Anyway, here's the article. Per Robert Lee, just read the first 3 paragraphs.


Yipes, not knowing all that much about the SF art scene at the top, but suspecting it is much like all others, this reminds me primarily of the very heady days in St. Petersburgh and Moscow, Russia, in 1917 prior to the successful Russian Revolution. I don't know why, but it does. Probably because the Russian Aristocracy gave not a whit of care for the peasantry and well, look what happened there.

If MOMA dearest cares not one whit for the press and by extension the public, should she continue to endow her syphil... er, sybaritic family? As to exploring or expressing "anxiety of self"? Oh, go break a leg, anxious one. The most anxiety the scion feels is when the hair gel runs out, I am sure. Artists, or composers such as Bedřich Smetana, ("The Bartered Bride") who wrote buoyant and sparkling music went deaf, as did my true love, Beethoven. Bedřich was sick and broken physically. He ended a horrific life and died insane in awful conditions. He would be qualified to depict "anxiety of self." Ken Russell portrayed this heartbreakingly in his movie  "Mahler." When Gustav visits Bedřich in the asylum, the portrayal of the depth and the height of man's humanity in one scene is shattering. Gustav caring for Bedřich and Bedřich knowing that he is not an animal still haunts me. Anyway, that's an anxiety, as well as pain, suffering and grace.

But, how dare some spoiled, pampered poseur mount this kind of puffery? Oh wait. The nattering nabobs of mediocrity feast on the Emperor's New Clothes. The people line up and come to see and be seen. They fawn over things and daubs of paint that make no sense. I've been to exactly one "art opening." This was at the Detroit Museum of Art. I am still scratching my head over that and I went to it in 1979. I don't remember much about it, except that there was a very cool Diego Rivera mural. It's probably very famous. It shows a bunch of men working on an assembly line, being Detroit and all. That's probably the best thing there, in my admittedly, philistine-like opinion.

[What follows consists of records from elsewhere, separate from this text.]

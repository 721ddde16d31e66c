pub mod plugin;
pub mod render;
pub mod roll_control;
pub mod systems;
pub mod types;

pub use plugin::*;
pub use render::*;
pub use roll_control::*;
pub use systems::*;
pub use types::*;
//! Roll-and-report orchestration
//!
//! [`DuelController`] owns everything the board shows: the layout, the two
//! faces on screen, the trigger state and the result/score texts. Front ends
//! feed it events and timestamps and read the state back; it never touches a
//! window itself.

use bevy::log::{debug, info};
use bevy::prelude::Resource;
use rand::Rng;
use std::time::Duration;

use crate::duel::types::{
    compute_layout, AppSettings, DieValue, Layout, LayoutConfig, PlayerNames, RollOutcome,
};

use super::animator::{FrameStep, RollAnimator};
use super::debounce::Debouncer;

pub const ROLLING_TEXT: &str = "Rolling...";
pub const EMPTY_SCORE_TEXT: &str = "\u{2014} : \u{2014}";
pub const IDLE_RESULT_TEXT: &str = "Press Roll to start";

#[derive(Resource, Debug, Clone)]
pub struct DuelController {
    animator: RollAnimator,
    layout_config: LayoutConfig,
    layout: Layout,
    faces: (DieValue, DieValue),
    names: PlayerNames,
    trigger_enabled: bool,
    result_text: String,
    score_text: String,
    last_outcome: Option<RollOutcome>,
    resize: Debouncer,
    orientation: Debouncer,
    /// Bumped whenever the painted board would change.
    revision: u64,
}

impl Default for DuelController {
    fn default() -> Self {
        Self::new(&AppSettings::default())
    }
}

impl DuelController {
    pub fn new(settings: &AppSettings) -> Self {
        Self {
            animator: RollAnimator::new(settings.roll_duration()),
            layout_config: settings.layout.clone(),
            layout: compute_layout(600.0, 1.0, &settings.layout),
            faces: (DieValue::ONE, DieValue::ONE),
            names: settings.players.clone(),
            trigger_enabled: true,
            result_text: IDLE_RESULT_TEXT.to_string(),
            score_text: EMPTY_SCORE_TEXT.to_string(),
            last_outcome: None,
            resize: Debouncer::new(settings.resize_debounce()),
            orientation: Debouncer::new(settings.orientation_debounce()),
            revision: 0,
        }
    }

    pub fn layout(&self) -> &Layout {
        &self.layout
    }

    pub fn faces(&self) -> (DieValue, DieValue) {
        self.faces
    }

    pub fn trigger_enabled(&self) -> bool {
        self.trigger_enabled
    }

    pub fn is_rolling(&self) -> bool {
        self.animator.is_animating()
    }

    pub fn result_text(&self) -> &str {
        &self.result_text
    }

    pub fn score_text(&self) -> &str {
        &self.score_text
    }

    pub fn last_outcome(&self) -> Option<RollOutcome> {
        self.last_outcome
    }

    pub fn revision(&self) -> u64 {
        self.revision
    }

    /// Recompute the layout right away and show the board at rest.
    pub fn apply_layout(&mut self, container_width: f32, pixel_ratio: f32) -> Layout {
        self.layout = compute_layout(container_width, pixel_ratio, &self.layout_config);
        self.faces = (DieValue::ONE, DieValue::ONE);
        self.revision += 1;
        debug!(
            "Layout: {}x{} die={} ratio={}",
            self.layout.css_width, self.layout.css_height, self.layout.die_size, self.layout.pixel_ratio
        );
        self.layout
    }

    /// Start a roll. Ignored while one is in flight.
    pub fn trigger(&mut self, now: Duration) -> bool {
        if !self.trigger_enabled || !self.animator.start(now) {
            return false;
        }
        self.trigger_enabled = false;
        self.result_text = ROLLING_TEXT.to_string();
        self.score_text = EMPTY_SCORE_TEXT.to_string();
        true
    }

    /// Advance the roll by one painted frame.
    pub fn frame(&mut self, now: Duration, rng: &mut impl Rng) -> Option<FrameStep> {
        let step = self.animator.step(now, rng)?;
        self.faces = step.faces();
        self.revision += 1;

        if let FrameStep::Settle(outcome) = step {
            self.finish(outcome);
        }
        Some(step)
    }

    fn finish(&mut self, outcome: RollOutcome) {
        self.score_text = outcome.score();
        self.result_text = outcome.message(&self.names);
        self.last_outcome = Some(outcome);
        self.trigger_enabled = true;
        info!("{}", self.result_text);
    }

    pub fn on_resize(&mut self, now: Duration) {
        self.resize.poke(now);
    }

    pub fn on_orientation_change(&mut self, now: Duration) {
        self.orientation.poke(now);
    }

    /// Fire any debounced resize whose quiet period has elapsed. Both signals
    /// share one recomputation per poll.
    pub fn poll_resize(
        &mut self,
        now: Duration,
        container_width: f32,
        pixel_ratio: f32,
    ) -> Option<Layout> {
        let resized = self.resize.poll(now);
        let reoriented = self.orientation.poll(now);
        if resized || reoriented {
            Some(self.apply_layout(container_width, pixel_ratio))
        } else {
            None
        }
    }
}

#[cfg(test)]
mod tests {
    use super::*;
    use rand::rngs::StdRng;
    use rand::SeedableRng;

    fn ms(v: u64) -> Duration {
        Duration::from_millis(v)
    }

    #[test]
    fn test_trigger_disables_and_resets_texts() {
        let mut c = DuelController::default();
        assert!(c.trigger_enabled());
        assert!(c.trigger(ms(0)));
        assert!(!c.trigger_enabled());
        assert_eq!(c.result_text(), ROLLING_TEXT);
        assert_eq!(c.score_text(), EMPTY_SCORE_TEXT);
        // Second trigger while rolling is ignored.
        assert!(!c.trigger(ms(10)));
    }

    #[test]
    fn test_full_cycle_reports_outcome_and_reenables() {
        let mut rng = StdRng::seed_from_u64(11);
        let mut c = DuelController::default();
        c.trigger(ms(0));

        let mut t = 0;
        let outcome = loop {
            t += 16;
            match c.frame(ms(t), &mut rng) {
                Some(FrameStep::Settle(outcome)) => break outcome,
                Some(FrameStep::Shuffle(..)) => assert!(!c.trigger_enabled()),
                None => panic!("roll stopped without settling"),
            }
        };

        assert!(t >= 800);
        assert!(c.trigger_enabled());
        assert_eq!(c.faces(), (outcome.player1, outcome.player2));
        assert_eq!(c.score_text(), outcome.score());
        assert_eq!(c.result_text(), outcome.message(&PlayerNames::default()));
        assert_eq!(c.last_outcome(), Some(outcome));
        assert_eq!(c.frame(ms(t + 16), &mut rng), None);
    }

    #[test]
    fn test_frames_bump_revision() {
        let mut rng = StdRng::seed_from_u64(12);
        let mut c = DuelController::default();
        let before = c.revision();
        assert_eq!(c.frame(ms(0), &mut rng), None);
        assert_eq!(c.revision(), before);

        c.trigger(ms(0));
        c.frame(ms(16), &mut rng);
        assert_eq!(c.revision(), before + 1);
    }

    #[test]
    fn test_resize_burst_recomputes_once() {
        let mut c = DuelController::default();
        let mut recomputed = 0;
        for i in 0..20u64 {
            c.on_resize(ms(i * 5));
            if c.poll_resize(ms(i * 5), 500.0, 1.0).is_some() {
                recomputed += 1;
            }
        }
        for t in 100..1000 {
            if c.poll_resize(ms(t), 500.0, 1.0).is_some() {
                recomputed += 1;
            }
        }
        assert_eq!(recomputed, 1);
        assert_eq!(c.layout().css_width, 500.0);
    }

    #[test]
    fn test_resize_and_orientation_in_one_poll_recompute_once() {
        let mut c = DuelController::default();
        c.on_resize(ms(0));
        c.on_orientation_change(ms(0));
        // Resize window (120 ms) elapses first.
        assert!(c.poll_resize(ms(120), 400.0, 1.0).is_some());
        assert!(c.poll_resize(ms(150), 400.0, 1.0).is_none());
        assert!(c.poll_resize(ms(200), 400.0, 1.0).is_some());
        assert!(c.poll_resize(ms(1000), 400.0, 1.0).is_none());
    }

    #[test]
    fn test_resize_resets_faces_to_rest() {
        let mut rng = StdRng::seed_from_u64(13);
        let settings = AppSettings {
            roll_duration_ms: 0,
            ..AppSettings::default()
        };
        let mut c = DuelController::new(&settings);
        c.trigger(ms(0));
        c.frame(ms(16), &mut rng);
        assert!(c.last_outcome().is_some());

        c.on_resize(ms(20));
        let layout = c.poll_resize(ms(500), 320.0, 2.0).unwrap();
        assert_eq!(layout.backing_width, 640);
        assert_eq!(c.faces(), (DieValue::ONE, DieValue::ONE));
        // The outcome text survives a resize.
        assert_eq!(c.result_text(), c.last_outcome().unwrap().message(&PlayerNames::default()));
    }
}
pub mod config;
pub mod error;

pub use config::SlideConfig;
pub use error::{GeometryError, GeometryResult};
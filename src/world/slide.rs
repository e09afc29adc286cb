//! The slide-move resolver.
//!
//! Moves an agent through a static world and, on contact, removes only the
//! part of the motion that drives into the obstacle, so the agent slides
//! along walls instead of stopping dead.
//!
//! A call makes at most `SlideConfig::max_substeps` sub-moves, and each gets
//! a fixed budget of `SlideConfig::max_iterations` contacts. The budget is a
//! cost bound, not a convergence guarantee: when it runs out the agent stays
//! where the last correction left it, possibly still overlapping a wall by a
//! bounded amount, and the report says so.

use log::{debug, trace, warn};

use crate::collision::Contact;
use crate::common::SlideConfig;
use crate::math::vec2::Vec2;
use crate::shapes::AgentShape;

use super::CollisionWorld;

/// Outcome of one [`slide_move`] call.
#[derive(Debug, Clone, Copy, PartialEq)]
pub struct SlideReport {
    /// Final position, also written back through the `position` argument.
    pub position: Vec2,
    /// The requested displacement with the normal component of every wall
    /// touched removed. Callers that keep a velocity should carry this over.
    pub velocity: Vec2,
    /// Contacts resolved across all sub-moves.
    pub contacts: usize,
    /// Number of sub-moves the displacement was split into.
    pub substeps: usize,
    /// False if some sub-move exhausted its iteration budget.
    pub resolved: bool,
}

/// Moves an agent of `shape` by `delta` from `position`, sliding along the
/// world's obstacles, and writes the corrected position back.
///
/// The displacement is split into equal sub-moves no longer than
/// `config.max_step()`, up to `config.max_substeps` of them, so a thin wall
/// cannot be stepped over in one go. After a contact, later sub-moves follow
/// the deflected direction.
///
/// A non-finite `delta` is a caller bug: it is asserted in debug builds and
/// leaves the agent where it is otherwise.
pub fn slide_move<W>(
    position: &mut Vec2,
    shape: AgentShape,
    delta: Vec2,
    world: &W,
    config: &SlideConfig,
) -> SlideReport
where
    W: CollisionWorld + ?Sized,
{
    debug_assert!(delta.is_finite(), "slide_move with non-finite delta {:?}", delta);
    if !delta.is_finite() {
        warn!("non-finite slide delta ({}, {}) ignored", delta.x, delta.y);
        return SlideReport {
            position: *position,
            velocity: Vec2::ZERO,
            contacts: 0,
            substeps: 0,
            resolved: true,
        };
    }

    let substeps = substep_count(delta.magnitude(), config.max_step(), config.max_substeps);
    let mut velocity = delta;
    let mut contacts = 0;
    let mut resolved = true;

    for _ in 0..substeps {
        let motion = velocity * (1.0 / substeps as f64);
        let step = resolve_motion(world, shape, position, motion, &mut velocity, config);
        contacts += step.contacts;
        resolved &= step.resolved;
    }

    SlideReport { position: *position, velocity, contacts, substeps, resolved }
}

fn substep_count(length: f64, max_step: f64, max_substeps: usize) -> usize {
    let limit = max_substeps.max(1);
    if !max_step.is_finite() || length <= max_step {
        1
    } else if length / max_step >= limit as f64 {
        limit
    } else {
        (length / max_step).ceil() as usize
    }
}

struct StepOutcome {
    contacts: usize,
    resolved: bool,
}

/// Runs the iteration budget for a single sub-move.
fn resolve_motion<W>(
    world: &W,
    shape: AgentShape,
    position: &mut Vec2,
    mut motion: Vec2,
    velocity: &mut Vec2,
    config: &SlideConfig,
) -> StepOutcome
where
    W: CollisionWorld + ?Sized,
{
    for iteration in 0..config.max_iterations {
        let Some(contact) = world.find_contact(shape, *position, motion, config) else {
            *position += motion;
            return StepOutcome { contacts: iteration, resolved: true };
        };

        trace!("slide contact {}: {:?} at ({}, {})", iteration, contact, position.x, position.y);

        motion = contact.settle(position, motion, config);
        *velocity = velocity.remove_component_along(contact.normal());
    }

    debug!(
        "slide budget of {} iterations exhausted at ({}, {})",
        config.max_iterations, position.x, position.y
    );
    StepOutcome { contacts: config.max_iterations, resolved: false }
}
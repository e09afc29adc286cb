use serde::{Deserialize, Serialize};

use crate::common::{GeometryError, GeometryResult};
use crate::math::vec2::Vec2;
use crate::shapes::LineSegment;

/// A closed outline of static walls, in world space.
///
/// Edges join consecutive vertices, and the last vertex joins the first.
/// Nothing requires convexity or a particular winding: a polygon may be a
/// solid obstacle or the outline of a room the agent moves inside.
#[derive(Debug, Clone, PartialEq, Serialize, Deserialize)]
#[serde(try_from = "Vec<Vec2>", into = "Vec<Vec2>")]
pub struct Polygon {
    vertices: Vec<Vec2>,
}

impl Polygon {
    /// Creates a polygon from its vertices.
    ///
    /// Fails with fewer than 3 distinct vertices, with non-finite coordinates,
    /// or when two consecutive vertices coincide (that edge would be
    /// degenerate).
    pub fn new(vertices: Vec<Vec2>) -> GeometryResult<Self> {
        let n = vertices.len();
        if n < 3 {
            return Err(GeometryError::TooFewVertices { count: n });
        }
        if let Some(bad) = vertices.iter().find(|v| !v.is_finite()) {
            return Err(GeometryError::NonFinite(*bad));
        }
        for i in 0..n {
            let edge = LineSegment::new(vertices[i], vertices[(i + 1) % n]);
            if edge.is_degenerate() {
                return Err(GeometryError::DegenerateSegment { a: edge.a, b: edge.b });
            }
        }
        let distinct = distinct_count(&vertices);
        if distinct < 3 {
            return Err(GeometryError::TooFewVertices { count: distinct });
        }
        Ok(Polygon { vertices })
    }

    pub fn vertices(&self) -> &[Vec2] {
        &self.vertices
    }

    /// Number of vertices, which is also the number of edges.
    pub fn len(&self) -> usize {
        self.vertices.len()
    }

    pub fn is_empty(&self) -> bool {
        self.vertices.is_empty()
    }

    /// The edge from vertex `i` to vertex `(i + 1) mod len`.
    pub fn edge(&self, i: usize) -> LineSegment {
        let n = self.vertices.len();
        LineSegment::new(self.vertices[i % n], self.vertices[(i + 1) % n])
    }

    /// All edges, in vertex order, including the closing one.
    pub fn edges(&self) -> impl Iterator<Item = LineSegment> + '_ {
        (0..self.vertices.len()).map(move |i| self.edge(i))
    }
}

/// Number of pairwise distinct points, up to the first three.
fn distinct_count(vertices: &[Vec2]) -> usize {
    let mut seen: Vec<Vec2> = Vec::with_capacity(3);
    for v in vertices {
        if !seen.iter().any(|s| (*s - *v).try_normalize().is_none()) {
            seen.push(*v);
            if seen.len() == 3 {
                break;
            }
        }
    }
    seen.len()
}

impl TryFrom<Vec<Vec2>> for Polygon {
    type Error = GeometryError;

    fn try_from(vertices: Vec<Vec2>) -> GeometryResult<Self> {
        Polygon::new(vertices)
    }
}

impl From<Polygon> for Vec<Vec2> {
    fn from(polygon: Polygon) -> Self {
        polygon.vertices
    }
}
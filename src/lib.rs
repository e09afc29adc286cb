//! Slide-move collision resolution for a circle or box agent moving through
//! static 2D geometry, plus raycasting against the same walls.

pub mod collision;
pub mod common;
pub mod math;
pub mod objects;
pub mod shapes;
pub mod world;

// Re-export key types for easier use
pub use collision::{raycast, Penetration, TimeOfImpact};
pub use common::{GeometryError, GeometryResult, SlideConfig};
pub use math::vec2::Vec2;
pub use objects::Agent;
pub use shapes::{AgentShape, LineSegment, Polygon};
pub use world::{slide_move, CollisionWorld, PolygonWorld, SegmentWorld, SlideReport};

Anyway, I seem to recall lots of space; empty space. This was during the time where there were "installations." The placement of the art was as important (and this says what about the quality of the "art"?) as the art itself. One huge room had a regulation-sized boxing ring with a TV inside that was displaying a... boxing ring. Yup, that's right. A boxing ring. I looked around, very alertly to see if Alan Funt was around, but I was all alone (Gee, I wonder why?)

Passing along to the next room, there were a bunch of dummies in a heap. I can't remember if that was a display, or if I had somehow wandered into the ass-end of a storage room of the old Hudson's department store. I kept on going into another room. Of course, by this time, I'm hungry and disoriented, but I soldier on. I found myself in yet another "display" room and see a bunch of people jammed around a bird cage. I cram myself into this little group to see what's so damned interesting. It's a pair of those praying hands that us superstitious Catholic types used to put on our dashboards along with our 57 St. Christopher Medals hanging from the visor and rearview mirror, until some crabby-pants told us he wasn't a saint, and we were all going to die mid-journey, probably when our St. Chris medals impeded our views. Anyway, the hands are holding 5 playing cards, but the backs are facing towards the "audience," with the card faces towards the wall. I wait my turn patiently (I know, I hardly believe it myself) to crane my head around to see: a royal flush, but for a 2 of spades. One really had to work to see this non-irony.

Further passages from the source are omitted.